6 Inputs

The only input to the first module is a file called samples.manifest. This user-created file associates each FASTQ file with a path and ID, and allows the pipeline to automatically merge files if necessary. After creating the samples.manifest file, one must add the --input argument to the approriate execution script for the first module, and its value should be the path to the directory containing samples.manifest. For example, if the full path is /users/neagles/samples.manifest, the full argument in the execution script should be --input "/users/neagles".

The second module requires the same samples.manifest file and an additional file called rules.txt. The latter specifies where relevant logs and the samples.manifest file are located. Similarly as in the first module, one must add the --input argument to the approriate execution script for the second module, but its value should be the path to the directory containing rules.txt. Please note that running the first module automatically creates a rules.txt file in the same directory as the input samples.manifest, so one can use the same --input argument for both the first and second module when running them in series.

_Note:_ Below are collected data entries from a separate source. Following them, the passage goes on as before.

//! Sentinel-terminated source buffer for zero-bounds-check scanning.
//!
//! The buffer guarantees a `0x00` sentinel byte after the source
//! content, so the scanner detects end of source without explicit
//! bounds checking. The total buffer size is rounded up to the next
//! 64-byte boundary, which also provides safe zero padding for
//! `peek()` and `peek2()` near the end of the buffer.

use crate::Cursor;

/// Cache line size in bytes, used for buffer alignment padding.
const CACHE_LINE: usize = 64;

/// Sentinel-terminated source buffer.
///
/// # Layout
///
/// ```text
/// [source_bytes..., 0x00, padding_zeros...]
///  ^                ^     ^
///  0                |     rounded up to 64-byte boundary
///              source_len (sentinel)
/// ```
///
/// The sentinel byte at `source_len` is always `0x00`, and the buffer
/// always extends at least two bytes past the source content, so
/// `peek()` and `peek2()` from any position within the source stay in
/// bounds.
#[derive(Clone, Debug)]
pub struct SourceBuffer {
    /// Owned buffer: `[source_bytes..., 0x00 sentinel, 0x00 padding...]`.
    buf: Vec<u8>,
    /// Length of the actual source content (excludes sentinel and padding).
    source_len: u32,
}

impl SourceBuffer {
    /// Create a new sentinel-terminated buffer from template source.
    ///
    /// Copies the source bytes into a cache-line-padded buffer with a
    /// `0x00` sentinel appended.
    ///
    /// # Source Size
    ///
    /// Sources larger than `u32::MAX` bytes saturate `source_len`;
    /// template sources of that size are not supported.
    pub fn new(source: &str) -> Self {
        let source_bytes = source.as_bytes();
        let source_len = source_bytes.len();

        // Round up to the next 64-byte boundary. The `+ 2` reserves the
        // sentinel plus at least one more zero byte, keeping two-byte
        // lookahead in bounds from any position within the source.
        let padded_len = (source_len + 2 + CACHE_LINE - 1) & !(CACHE_LINE - 1);

        // Allocate zero-filled, then copy source bytes. The sentinel
        // (buf[source_len]) and padding are already 0x00.
        let mut buf = vec![0u8; padded_len];
        buf[..source_len].copy_from_slice(source_bytes);

        let source_len = u32::try_from(source_len).unwrap_or(u32::MAX);

        Self { buf, source_len }
    }

    /// Returns the source bytes (without sentinel or padding).
    pub fn as_bytes(&self) -> &[u8] {
        &self.buf[..self.source_len as usize]
    }

    /// Create a [`Cursor`] positioned at byte 0.
    pub fn cursor(&self) -> Cursor<'_> {
        Cursor::new(&self.buf, self.source_len)
    }

    /// Length of the source content in bytes.
    pub fn len(&self) -> u32 {
        self.source_len
    }

    /// Returns `true` if the source content is empty.
    pub fn is_empty(&self) -> bool {
        self.source_len == 0
    }
}

/// Size assertion: Vec<u8> = 24, u32 = 4, + 4 padding = 32 bytes.
const _: () = assert!(std::mem::size_of::<SourceBuffer>() <= 32);
//! Built-in method dispatch.
//!
//! The recognized set is fixed and closed: zero-argument string
//! transforms only. Method names are the template surface language's
//! (camelCase), not Rust's.

use crate::errors::{unsupported_method, EvalResult};
use crate::value::Value;

/// The recognized zero-argument methods on string values.
pub const STR_METHODS: &[&str] = &["toLowerCase", "toUpperCase", "trim"];

/// Dispatch a zero-argument method call on a receiver value.
///
/// Anything outside the recognized set fails with
/// [`EvalErrorKind::UnsupportedMethod`](crate::EvalErrorKind::UnsupportedMethod).
pub fn dispatch_method(receiver: &Value, method: &str) -> EvalResult {
    match receiver {
        Value::Str(s) => match method {
            "toUpperCase" => Ok(Value::string(s.to_uppercase())),
            "toLowerCase" => Ok(Value::string(s.to_lowercase())),
            "trim" => Ok(Value::string(s.trim())),
            _ => Err(unsupported_method("str", method)),
        },
        other => Err(unsupported_method(other.type_name(), method)),
    }
}
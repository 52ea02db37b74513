//! Binding environment for render calls.

use rustc_hash::FxHashMap;

use crate::value::Value;

/// Named values available to interpolation expressions.
///
/// Constructed per render call and discarded afterwards. Bindings are
/// supplied entirely by the caller: template code can only read them,
/// so there is no scoping or assignment machinery.
#[derive(Clone, Debug, Default)]
pub struct Environment {
    /// Bindings (`FxHashMap` for faster hashing with string keys).
    bindings: FxHashMap<String, Value>,
}

impl Environment {
    /// Create an empty environment.
    pub fn new() -> Self {
        Self::default()
    }

    /// Define a binding. Redefining a name replaces the old value.
    #[inline]
    pub fn define(&mut self, name: impl Into<String>, value: Value) {
        self.bindings.insert(name.into(), value);
    }

    /// Look up a binding by name.
    #[inline]
    pub fn lookup(&self, name: &str) -> Option<Value> {
        self.bindings.get(name).cloned()
    }

    /// Number of bindings.
    pub fn len(&self) -> usize {
        self.bindings.len()
    }

    /// Returns `true` if no bindings are defined.
    pub fn is_empty(&self) -> bool {
        self.bindings.is_empty()
    }
}

impl<K: Into<String>> FromIterator<(K, Value)> for Environment {
    fn from_iter<I: IntoIterator<Item = (K, Value)>>(iter: I) -> Self {
        let bindings = iter
            .into_iter()
            .map(|(k, v)| (k.into(), v))
            .collect::<FxHashMap<_, _>>();
        Environment { bindings }
    }
}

6.1 The samples.manifest File

6.1.1 What samples.manifest should look like

Each line in samples.manifest should have the following format:

  • For a set of unpaired reads <PATH TO FASTQ FILE>(tab)<optional MD5>(tab)<sample label/id>
  • For paired-end sets of reads <PATH TO FASTQ 1>(tab)<optional MD5 1>(tab)<PATH TO FASTQ 2>(tab)<optional MD5 2>(tab)<sample label/id>

A line of paired-end reads could look like this:

WGBS_sample1_read1.fastq 0 WGBS_sample1_read2.fastq 0 sample1

  • The MD5(s) on each line are for compatibility with a conventional samples.manifest structure, and are not explicitly checked in the pipeline (you may simply use 0s as in the above example).
  • Paths must be long/full.
  • If you have a single sample split across multiple files, you can signal for the pipeline to merge these files by repeating the sample label/id on each line of files to merge.
  • A samples.manifest file cannot include both single-end and paired-end reads; separate pipeline runs should be performed for each of these read types.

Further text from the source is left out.